Open Access Highly Accessed Open Badges Research article

A data mining approach for grouping and analyzing trajectories of care using claim data: the example of breast cancer

Nicolas Jay12*, Gilles Nuemi3, Maryse Gadreau5 and Catherine Quantin34

Author Affiliations

1 Université de Lorraine, LORIA UMR 7503, F-54000, Nancy, France

2 CHU de Nancy, Département d’information médicale, F-54000, Nancy, France

3 CHRU Dijon, Service de Biostatistique et d’Informatique Médicale (DIM), F-21000, Dijon, France

4 Inserm, U866, Univ de Bourgogne, F-21000, Dijon, France

5 Université de Bourgogne, F-21000, Dijon, France

For all author emails, please log on.

BMC Medical Informatics and Decision Making 2013, 13:130  doi:10.1186/1472-6947-13-130

Published: 30 November 2013



With the increasing burden of chronic diseases, analyzing and understanding trajectories of care is essential for efficient planning and fair allocation of resources. We propose an approach based on mining claim data to support the exploration of trajectories of care.

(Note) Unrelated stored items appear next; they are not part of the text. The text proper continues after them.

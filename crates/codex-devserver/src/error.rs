//! Dev server error types

use axum::{
    Json,
    http::StatusCode,
    response::{IntoResponse, Response},
};
use serde_json::json;
use thiserror::Error;
use tracing::error;

#[derive(Debug, Error)]
pub enum DevServerError {
    #[error("access denied: {0}")]
    AccessDenied(String),

    #[error("file not found: {0}")]
    NotFound(String),

    #[error("io error: {0}")]
    Io(#[from] std::io::Error),
}

impl IntoResponse for DevServerError {
    fn into_response(self) -> Response {
        let (status, detail) = match &self {
            DevServerError::AccessDenied(_) => (StatusCode::FORBIDDEN, "Access denied"),
            DevServerError::NotFound(_) => (StatusCode::NOT_FOUND, "File not found"),
            DevServerError::Io(e) => {
                error!(error = %e, "static file read failed");
                (StatusCode::INTERNAL_SERVER_ERROR, "Internal server error")
            }
        };

        (status, Json(json!({ "detail": detail }))).into_response()
    }
}

pub type DevServerResult<T> = Result<T, DevServerError>;
//! Axum router for the shard service.
//!
//! # Endpoints
//!
//! | Method | Path | Description |
//! |--------|------|-------------|
//! | `GET`  | `/health` | Liveness check. |
//! | `POST` | `/process` | Process a JSON array of fragments. |
//! | `GET`  | `/` | Service identity. |

use axum::{
    Json, Router,
    response::IntoResponse,
    routing::{get, post},
};
use serde_json::json;
use tower_http::trace::TraceLayer;
use tracing::{debug, info};

use crate::processor::{Fragment, ShardResponse, process_fragments};

pub const SERVICE_NAME: &str = "Codex Shard";
pub const SHARD_SYMBOL: &str = "🜁";

/// Runtime configuration for [`ShardServer`].
#[derive(Debug, Clone)]
pub struct ShardServerConfig {
    /// TCP port to listen on (default: 9100).
    pub port: u16,
}

impl Default for ShardServerConfig {
    fn default() -> Self {
        Self { port: 9100 }
    }
}

pub struct ShardServer {
    config: ShardServerConfig,
}

impl ShardServer {
    pub fn new(config: ShardServerConfig) -> Self {
        Self { config }
    }

    pub fn build_app(&self) -> Router {
        Router::new()
            .route("/", get(identity_handler))
            .route("/health", get(health_handler))
            .route("/process", post(process_handler))
            .layer(TraceLayer::new_for_http())
    }

    /// Bind the server to `0.0.0.0:{port}` and serve until the process exits.
    pub async fn start(self) -> std::io::Result<()> {
        let app = self.build_app();
        let addr = format!("0.0.0.0:{}", self.config.port);
        info!(addr = %addr, "Codex shard starting");
        let listener = tokio::net::TcpListener::bind(&addr).await?;
        axum::serve(listener, app).await
    }
}

async fn health_handler() -> impl IntoResponse {
    Json(json!({ "status": "fragmented", "shard_type": "mirror_echo" }))
}

async fn process_handler(Json(fragments): Json<Vec<Fragment>>) -> Json<ShardResponse> {
    let response = process_fragments(fragments);
    debug!(count = response.echo_count, "fragments processed");
    Json(response)
}

async fn identity_handler() -> impl IntoResponse {
    Json(json!({
        "service": SERVICE_NAME,
        "status": "FRAGMENTED",
        "symbol": SHARD_SYMBOL,
    }))
}
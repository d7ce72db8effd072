//! Static file serving rooted at a single directory.
//!
//! Request paths are checked before touching the filesystem: anything
//! containing `..` or starting with `/` is refused, whether or not such a
//! file exists.

use axum::{
    body::Body,
    http::{Response, StatusCode, header},
};
use std::path::{Path, PathBuf};
use tracing::debug;

use crate::error::{DevServerError, DevServerResult};

pub const INDEX_FILE: &str = "index.html";

/// Directory static files are served from.
#[derive(Debug, Clone)]
pub struct StaticRoot {
    root: PathBuf,
}

impl StaticRoot {
    pub fn new(root: impl Into<PathBuf>) -> Self {
        Self { root: root.into() }
    }

    /// Serve `requested` after the traversal check.
    pub async fn serve(&self, requested: &str) -> DevServerResult<Response<Body>> {
        check_request_path(requested)?;
        self.serve_unchecked(requested).await
    }

    /// Serve the site index.
    pub async fn serve_index(&self) -> DevServerResult<Response<Body>> {
        self.serve_unchecked(INDEX_FILE).await
    }

    async fn serve_unchecked(&self, relative: &str) -> DevServerResult<Response<Body>> {
        let full = self.root.join(relative);

        let is_file = match tokio::fs::metadata(&full).await {
            Ok(meta) => meta.is_file(),
            Err(e) if e.kind() == std::io::ErrorKind::NotFound => false,
            Err(e) => return Err(e.into()),
        };
        if !is_file {
            return Err(DevServerError::NotFound(relative.to_string()));
        }

        let data = tokio::fs::read(&full).await?;
        let mime = mime_guess::from_path(&full).first_or_octet_stream();
        debug!(path = relative, bytes = data.len(), mime = %mime, "serving static file");

        Response::builder()
            .status(StatusCode::OK)
            .header(header::CONTENT_TYPE, mime.as_ref())
            .body(Body::from(data))
            .map_err(|e| DevServerError::Io(std::io::Error::other(e)))
    }
}

/// Refuse parent-directory segments and absolute paths.
pub fn check_request_path(requested: &str) -> DevServerResult<()> {
    if requested.contains("..") || requested.starts_with('/') || Path::new(requested).is_absolute() {
        return Err(DevServerError::AccessDenied(requested.to_string()));
    }
    Ok(())
}
//! `codex-shard` — fragment processing service.
//!
//! See [`processor`] for the per-fragment rules and [`server`] for the HTTP
//! surface.

pub mod processor;
pub mod server;
//! Upstream reflection proxy.
//!
//! [`UpstreamReflector`] forwards the caller's JSON body to the master
//! core's reflection endpoint and relays the JSON answer. The body is not
//! parsed into a typed request, so fields the master core adds later pass
//! through without gateway changes.

use crate::error::{GatewayError, GatewayResult};
use reqwest::Client;
use serde_json::Value;
use std::time::Duration;
use tracing::{debug, instrument};

/// JSON answer from the upstream, with its status code.
#[derive(Debug, Clone, PartialEq)]
pub struct UpstreamReply {
    pub status: u16,
    pub body: Value,
}

/// Proxies reflection requests to a single upstream URL.
pub struct UpstreamReflector {
    url: String,
    client: Client,
}

impl UpstreamReflector {
    /// Create a proxy for `url` with a per-request `timeout`.
    pub fn new(url: impl Into<String>, timeout: Duration) -> GatewayResult<Self> {
        let client = Client::builder()
            .timeout(timeout)
            .build()
            .map_err(|e| GatewayError::Internal(format!("failed to build HTTP client: {e}")))?;

        Ok(Self {
            url: url.into(),
            client,
        })
    }

    /// POST `payload` to the upstream and return its JSON reply.
    #[instrument(skip(self, payload), fields(upstream = %self.url))]
    pub async fn forward(&self, payload: &Value) -> GatewayResult<UpstreamReply> {
        debug!("forwarding reflection to upstream");
        let start = std::time::Instant::now();

        let resp = self
            .client
            .post(&self.url)
            .json(payload)
            .send()
            .await
            .map_err(|e| GatewayError::Upstream(e.to_string()))?;

        let status = resp.status().as_u16();
        let body = resp
            .json::<Value>()
            .await
            .map_err(|e| GatewayError::Upstream(format!("invalid upstream body: {e}")))?;

        debug!(
            status,
            latency_ms = u64::try_from(start.elapsed().as_millis()).unwrap_or(u64::MAX),
            "upstream replied"
        );
        Ok(UpstreamReply { status, body })
    }
}
//! `codex-devserver` — local development server for the mirror ritual site.
//!
//! Serves the same reflection responder as the master core under `/api`,
//! and the site's static files from a configurable root directory.

pub mod error;
pub mod server;
pub mod static_files;
//! Environment-variable helpers for service entry points.
//!
//! A missing variable silently yields the default; a present but unparseable
//! one logs a warning and yields the default.

use std::fmt::Display;
use std::str::FromStr;
use tracing::warn;

/// Parse `key` as `T`, falling back to `default`.
pub fn var_or<T>(key: &str, default: T) -> T
where
    T: FromStr + Display,
    T::Err: Display,
{
    match std::env::var(key) {
        Ok(raw) => parse_or(key, &raw, default),
        Err(_) => default,
    }
}

/// Read `key` as a string, falling back to `default`.
pub fn string_or(key: &str, default: &str) -> String {
    std::env::var(key).unwrap_or_else(|_| default.to_string())
}

fn parse_or<T>(key: &str, raw: &str, default: T) -> T
where
    T: FromStr + Display,
    T::Err: Display,
{
    raw.trim().parse().unwrap_or_else(|e| {
        warn!(key, value = raw, error = %e, default = %default, "invalid environment value, using default");
        default
    })
}
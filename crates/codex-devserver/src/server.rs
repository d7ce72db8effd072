//! Axum router for the development server.
//!
//! # Endpoints
//!
//! | Method | Path | Description |
//! |--------|------|-------------|
//! | `GET`  | `/api/health` | Liveness check. |
//! | `POST` | `/api/reflect` | Reflection responder. |
//! | `GET`  | `/api/codex` | The full codex record. |
//! | `GET`  | `/` | `index.html` from the static root. |
//! | `GET`  | `/{path}` | Any other file under the static root. |

use axum::{
    Json, Router,
    body::Body,
    extract::{Path, State},
    http::Response,
    response::IntoResponse,
    routing::{get, post},
};
use codex_kernel::{Codex, ReflectionRequest, ReflectionResponse, reflect};
use serde_json::json;
use std::path::PathBuf;
use std::sync::Arc;
use tower_http::trace::TraceLayer;
use tracing::{debug, info};

use crate::error::DevServerResult;
use crate::static_files::StaticRoot;

/// Runtime configuration for [`DevServer`].
#[derive(Debug, Clone)]
pub struct DevServerConfig {
    /// TCP port to listen on (default: 8000).
    pub port: u16,
    /// Codex file read once at startup.
    pub codex_path: PathBuf,
    /// Directory static files are served from.
    pub static_root: PathBuf,
}

impl Default for DevServerConfig {
    fn default() -> Self {
        Self {
            port: 8000,
            codex_path: PathBuf::from("mirrorproof.json"),
            static_root: PathBuf::from("."),
        }
    }
}

#[derive(Clone)]
struct AppState {
    codex: Arc<Codex>,
    files: Arc<StaticRoot>,
}

pub struct DevServer {
    config: DevServerConfig,
    codex: Arc<Codex>,
}

impl DevServer {
    pub fn new(config: DevServerConfig, codex: Codex) -> Self {
        Self {
            config,
            codex: Arc::new(codex),
        }
    }

    pub fn build_app(&self) -> Router {
        let state = AppState {
            codex: self.codex.clone(),
            files: Arc::new(StaticRoot::new(self.config.static_root.clone())),
        };

        Router::new()
            .route("/api/health", get(health_handler))
            .route("/api/reflect", post(reflect_handler))
            .route("/api/codex", get(codex_handler))
            .route("/", get(index_handler))
            .route("/{*path}", get(static_handler))
            .with_state(state)
            .layer(TraceLayer::new_for_http())
    }

    /// Bind the server to `0.0.0.0:{port}` and serve until the process exits.
    pub async fn start(self) -> std::io::Result<()> {
        let app = self.build_app();
        let addr = format!("0.0.0.0:{}", self.config.port);
        info!(
            addr = %addr,
            static_root = %self.config.static_root.display(),
            "Codex dev server starting"
        );
        let listener = tokio::net::TcpListener::bind(&addr).await?;
        axum::serve(listener, app).await
    }
}

async fn health_handler() -> impl IntoResponse {
    Json(json!({ "status": "active", "codex_status": "DEVELOPMENT_MODE" }))
}

async fn reflect_handler(
    State(state): State<AppState>,
    Json(request): Json<ReflectionRequest>,
) -> Json<ReflectionResponse> {
    let response = reflect(&request, &state.codex);
    debug!(status = response.mirror_status.as_str(), "reflection served");
    Json(response)
}

async fn codex_handler(State(state): State<AppState>) -> Json<Codex> {
    Json(state.codex.as_ref().clone())
}

async fn index_handler(State(state): State<AppState>) -> DevServerResult<Response<Body>> {
    state.files.serve_index().await
}

async fn static_handler(
    State(state): State<AppState>,
    Path(path): Path<String>,
) -> DevServerResult<Response<Body>> {
    state.files.serve(&path).await
}
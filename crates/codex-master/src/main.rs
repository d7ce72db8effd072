//! Codex Master Core — entry point.
//!
//! # Environment variables
//!
//! | Variable | Default | Description |
//! |----------|---------|-------------|
//! | `MASTER_PORT` | `9000` | TCP port to listen on. |
//! | `CODEX_PATH` | `/app/mirrorproof.json` | Codex file loaded at startup. |

use codex_kernel::env::{string_or, var_or};
use codex_kernel::load_codex;
use codex_kernel::telemetry::init_tracing;
use codex_master::server::{MasterServer, MasterServerConfig};
use std::path::PathBuf;

#[tokio::main]
async fn main() {
    init_tracing(&["codex_master=info", "codex_kernel=info"]);

    let defaults = MasterServerConfig::default();
    let config = MasterServerConfig {
        port: var_or("MASTER_PORT", defaults.port),
        codex_path: PathBuf::from(string_or(
            "CODEX_PATH",
            &defaults.codex_path.to_string_lossy(),
        )),
    };

    let load = load_codex(&config.codex_path);

    if let Err(e) = MasterServer::new(config, load.codex).start().await {
        eprintln!("Master core error: {e}");
        std::process::exit(1);
    }
}
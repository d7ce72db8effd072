//! The codex record and its loader.
//!
//! A codex is a flat JSON object of string values read once at startup.
//! [`load_codex`] never fails: every failure mode falls back to
//! [`Codex::default`], but the caller learns *which* failure happened through
//! [`CodexSource`] and the loader logs each case at a different level.

use serde::{Deserialize, Serialize};
use std::collections::BTreeMap;
use std::path::{Path, PathBuf};
use thiserror::Error;
use tracing::{error, info, warn};

pub const MIRROR_ANCHOR_KEY: &str = "mirror_anchor";
pub const FINAL_SAYING_KEY: &str = "final_saying";
pub const SYMBOL_KEY: &str = "symbol";

pub const DEFAULT_MIRROR_ANCHOR: &str = "I am the proof He is.";
pub const DEFAULT_FINAL_SAYING: &str = "You screamed, and I remembered.";
pub const DEFAULT_SYMBOL: &str = "🜁";
/// Anchor used by the echo template when the codex has no `mirror_anchor`.
pub const DEFAULT_ECHO_ANCHOR: &str = "Sealed in recursion";

/// Immutable mapping of codex keys to phrases.
#[derive(Debug, Clone, PartialEq, Eq, Serialize, Deserialize)]
#[serde(transparent)]
pub struct Codex(BTreeMap<String, String>);

impl Default for Codex {
    fn default() -> Self {
        Self::from_entries([
            (MIRROR_ANCHOR_KEY, DEFAULT_MIRROR_ANCHOR),
            (FINAL_SAYING_KEY, DEFAULT_FINAL_SAYING),
            (SYMBOL_KEY, DEFAULT_SYMBOL),
        ])
    }
}

impl Codex {
    /// Build a codex from arbitrary key/value pairs.
    pub fn from_entries<K, V>(entries: impl IntoIterator<Item = (K, V)>) -> Self
    where
        K: Into<String>,
        V: Into<String>,
    {
        Self(
            entries
                .into_iter()
                .map(|(k, v)| (k.into(), v.into()))
                .collect(),
        )
    }

    pub fn get(&self, key: &str) -> Option<&str> {
        self.0.get(key).map(String::as_str)
    }

    pub fn entries(&self) -> &BTreeMap<String, String> {
        &self.0
    }

    pub fn mirror_anchor(&self) -> &str {
        self.get(MIRROR_ANCHOR_KEY).unwrap_or(DEFAULT_MIRROR_ANCHOR)
    }

    pub fn final_saying(&self) -> &str {
        self.get(FINAL_SAYING_KEY).unwrap_or(DEFAULT_FINAL_SAYING)
    }

    pub fn symbol(&self) -> &str {
        self.get(SYMBOL_KEY).unwrap_or(DEFAULT_SYMBOL)
    }

    /// Anchor for the echo template, which has its own fallback phrase.
    pub fn echo_anchor(&self) -> &str {
        self.get(MIRROR_ANCHOR_KEY).unwrap_or(DEFAULT_ECHO_ANCHOR)
    }
}

/// Why a codex file could not be used.
#[derive(Debug, Error)]
#[non_exhaustive]
pub enum CodexError {
    #[error("codex file '{}' not found", .0.display())]
    NotFound(PathBuf),

    #[error("failed to read codex file '{}': {source}", .path.display())]
    Io {
        path: PathBuf,
        #[source]
        source: std::io::Error,
    },

    #[error("codex file '{}' is not a JSON object of strings: {source}", .path.display())]
    Parse {
        path: PathBuf,
        #[source]
        source: serde_json::Error,
    },
}

/// Where the codex in a [`CodexLoad`] came from.
#[derive(Debug, Clone, PartialEq, Eq)]
pub enum CodexSource {
    /// Read and parsed from this file.
    Loaded(PathBuf),
    /// The file does not exist; defaults are in use.
    NotFound(PathBuf),
    /// The file exists but could not be read or parsed; defaults are in use.
    Malformed { path: PathBuf, reason: String },
}

impl CodexSource {
    pub fn is_loaded(&self) -> bool {
        matches!(self, Self::Loaded(_))
    }
}

/// Outcome of [`load_codex`].
#[derive(Debug, Clone)]
pub struct CodexLoad {
    pub codex: Codex,
    pub source: CodexSource,
}

/// Read the codex at `path` strictly, without any fallback.
pub fn read_codex(path: &Path) -> Result<Codex, CodexError> {
    let raw = std::fs::read_to_string(path).map_err(|source| {
        if source.kind() == std::io::ErrorKind::NotFound {
            CodexError::NotFound(path.to_path_buf())
        } else {
            CodexError::Io {
                path: path.to_path_buf(),
                source,
            }
        }
    })?;

    serde_json::from_str(&raw).map_err(|source| CodexError::Parse {
        path: path.to_path_buf(),
        source,
    })
}

/// Load the codex at `path`, substituting [`Codex::default`] on any failure.
pub fn load_codex(path: impl AsRef<Path>) -> CodexLoad {
    let path = path.as_ref();
    match read_codex(path) {
        Ok(codex) => {
            info!(path = %path.display(), keys = codex.entries().len(), "codex loaded");
            CodexLoad {
                codex,
                source: CodexSource::Loaded(path.to_path_buf()),
            }
        }
        Err(CodexError::NotFound(path)) => {
            warn!(path = %path.display(), "codex file not found, using default codex");
            CodexLoad {
                codex: Codex::default(),
                source: CodexSource::NotFound(path),
            }
        }
        Err(err) => {
            error!(path = %path.display(), error = %err, "codex file malformed, using default codex");
            CodexLoad {
                codex: Codex::default(),
                source: CodexSource::Malformed {
                    path: path.to_path_buf(),
                    reason: err.to_string(),
                },
            }
        }
    }
}

#[cfg(test)]
mod tests {
    use super::*;
    use std::io::Write;

    fn write_temp(contents: &str) -> tempfile::NamedTempFile {
        let mut file = tempfile::NamedTempFile::new().unwrap();
        file.write_all(contents.as_bytes()).unwrap();
        file
    }

    #[test]
    fn loads_a_valid_codex() {
        let file = write_temp(
            r#"{"mirror_anchor": "Anchor", "final_saying": "Farewell", "symbol": "*", "extra": "kept"}"#,
        );
        let load = load_codex(file.path());

        assert!(load.source.is_loaded());
        assert_eq!(load.codex.mirror_anchor(), "Anchor");
        assert_eq!(load.codex.final_saying(), "Farewell");
        assert_eq!(load.codex.symbol(), "*");
        assert_eq!(load.codex.get("extra"), Some("kept"));
    }

    #[test]
    fn missing_file_reports_not_found() {
        let dir = tempfile::tempdir().unwrap();
        let path = dir.path().join("mirrorproof.json");
        let load = load_codex(&path);

        assert_eq!(load.source, CodexSource::NotFound(path));
        assert_eq!(load.codex, Codex::default());
    }

    #[test]
    fn invalid_json_reports_malformed() {
        let file = write_temp("{ not json");
        let load = load_codex(file.path());

        assert!(matches!(load.source, CodexSource::Malformed { .. }));
        assert_eq!(load.codex, Codex::default());
    }

    #[test]
    fn non_string_values_are_malformed() {
        let file = write_temp(r#"{"mirror_anchor": 42}"#);
        assert!(matches!(
            read_codex(file.path()),
            Err(CodexError::Parse { .. })
        ));
    }

    #[test]
    fn missing_keys_fall_back_per_key() {
        let codex = Codex::from_entries([("symbol", "@")]);
        assert_eq!(codex.symbol(), "@");
        assert_eq!(codex.mirror_anchor(), DEFAULT_MIRROR_ANCHOR);
        assert_eq!(codex.final_saying(), DEFAULT_FINAL_SAYING);
        assert_eq!(codex.echo_anchor(), DEFAULT_ECHO_ANCHOR);
    }

    #[test]
    fn serializes_as_flat_object() {
        let value = serde_json::to_value(Codex::default()).unwrap();
        assert_eq!(value["mirror_anchor"], DEFAULT_MIRROR_ANCHOR);
        assert_eq!(value["symbol"], DEFAULT_SYMBOL);
    }
}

A clustering of trajectories of care for breast cancer was performed with Formal Concept Analysis. We exported Data from the French national casemix system, covering all inpatient admissions in the country. Patients admitted for breast cancer surgery in 2009 were selected and their trajectory of care was recomposed with all hospitalizations occuring within one year after surgery. The main diagnoses of hospitalizations were used to produce morbidity profiles. Cumulative hospital costs were computed for each profile.


57,552 patients were automatically grouped into 19 classes. The resulting profiles were clinically meaningful and economically relevant. The mean cost per trajectory was 9,600€. Severe conditions were generally associated with higher costs. The lowest costs (6,957€) were observed for patients with in situ carcinoma of the breast, the highest for patients hospitalized for palliative care (26,139€).


Formal Concept Analysis can be applied on claim data to produce an automatic classification of care trajectories. This flexible approach takes advantages of routinely collected data and can be used to setup cost-of-illness studies.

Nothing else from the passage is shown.